- **Problem requirements**
Go through the entries below and print, exactly, the lines starting at the one with "use std::collections::HashSet;" and ending at the one with "no rows and", keeping both ends and no others.

- **Extracted data**
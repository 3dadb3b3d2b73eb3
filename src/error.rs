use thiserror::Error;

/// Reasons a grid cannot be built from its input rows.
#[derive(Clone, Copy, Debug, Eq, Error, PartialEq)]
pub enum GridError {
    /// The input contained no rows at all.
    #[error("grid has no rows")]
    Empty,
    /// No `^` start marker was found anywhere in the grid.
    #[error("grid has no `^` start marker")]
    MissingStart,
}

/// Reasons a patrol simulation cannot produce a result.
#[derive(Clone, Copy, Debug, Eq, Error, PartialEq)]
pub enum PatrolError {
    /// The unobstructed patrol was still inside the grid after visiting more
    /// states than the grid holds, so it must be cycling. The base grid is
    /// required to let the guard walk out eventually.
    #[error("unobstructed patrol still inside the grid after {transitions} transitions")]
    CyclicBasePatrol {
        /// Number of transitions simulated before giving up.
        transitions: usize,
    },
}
...
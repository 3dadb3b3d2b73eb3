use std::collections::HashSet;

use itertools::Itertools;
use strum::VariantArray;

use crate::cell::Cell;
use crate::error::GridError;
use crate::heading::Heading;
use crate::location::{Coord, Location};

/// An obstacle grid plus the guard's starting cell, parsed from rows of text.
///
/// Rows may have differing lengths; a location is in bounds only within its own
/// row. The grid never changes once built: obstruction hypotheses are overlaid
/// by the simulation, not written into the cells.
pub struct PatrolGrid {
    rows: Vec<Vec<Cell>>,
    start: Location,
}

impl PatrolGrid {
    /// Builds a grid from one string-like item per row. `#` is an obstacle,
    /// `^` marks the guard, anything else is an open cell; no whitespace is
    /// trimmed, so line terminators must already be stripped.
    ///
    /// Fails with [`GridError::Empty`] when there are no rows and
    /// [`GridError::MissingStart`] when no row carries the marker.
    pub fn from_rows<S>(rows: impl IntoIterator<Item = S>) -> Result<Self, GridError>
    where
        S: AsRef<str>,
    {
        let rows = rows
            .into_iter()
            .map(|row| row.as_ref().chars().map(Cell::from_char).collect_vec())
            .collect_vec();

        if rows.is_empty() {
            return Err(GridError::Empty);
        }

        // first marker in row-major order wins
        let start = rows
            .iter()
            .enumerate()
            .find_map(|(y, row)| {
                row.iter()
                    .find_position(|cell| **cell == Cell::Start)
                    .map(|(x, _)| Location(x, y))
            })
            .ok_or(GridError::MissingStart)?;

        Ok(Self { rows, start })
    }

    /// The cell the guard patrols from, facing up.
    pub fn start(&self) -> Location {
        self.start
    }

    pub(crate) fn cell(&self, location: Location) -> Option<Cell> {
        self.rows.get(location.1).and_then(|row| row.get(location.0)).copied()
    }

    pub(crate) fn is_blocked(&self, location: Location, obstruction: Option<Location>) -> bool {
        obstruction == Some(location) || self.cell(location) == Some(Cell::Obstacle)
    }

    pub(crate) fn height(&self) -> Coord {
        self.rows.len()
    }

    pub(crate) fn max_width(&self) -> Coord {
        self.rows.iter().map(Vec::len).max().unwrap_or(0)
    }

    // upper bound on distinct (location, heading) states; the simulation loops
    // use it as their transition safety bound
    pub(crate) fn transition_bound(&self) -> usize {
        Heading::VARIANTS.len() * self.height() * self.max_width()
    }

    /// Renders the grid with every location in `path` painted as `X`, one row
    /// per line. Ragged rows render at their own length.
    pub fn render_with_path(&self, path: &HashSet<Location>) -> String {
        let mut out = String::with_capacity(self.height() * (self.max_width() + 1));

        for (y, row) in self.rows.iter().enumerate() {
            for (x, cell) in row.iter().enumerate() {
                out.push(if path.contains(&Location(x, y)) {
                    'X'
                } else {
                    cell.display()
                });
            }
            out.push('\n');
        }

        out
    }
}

- **Worked solution**
use std::collections::HashSet;

use itertools::Itertools;
use strum::VariantArray;

use crate::cell::Cell;
use crate::error::GridError;
use crate::heading::Heading;
use crate::location::{Coord, Location};

/// An obstacle grid plus the guard's starting cell, parsed from rows of text.
///
/// Rows may have differing lengths; a location is in bounds only within its own
/// row. The grid never changes once built: obstruction hypotheses are overlaid
/// by the simulation, not written into the cells.
pub struct PatrolGrid {
    rows: Vec<Vec<Cell>>,
    start: Location,
}

impl PatrolGrid {
    /// Builds a grid from one string-like item per row. `#` is an obstacle,
    /// `^` marks the guard, anything else is an open cell; no whitespace is
    /// trimmed, so line terminators must already be stripped.
    ///
    /// Fails with [`GridError::Empty`] when there are no rows and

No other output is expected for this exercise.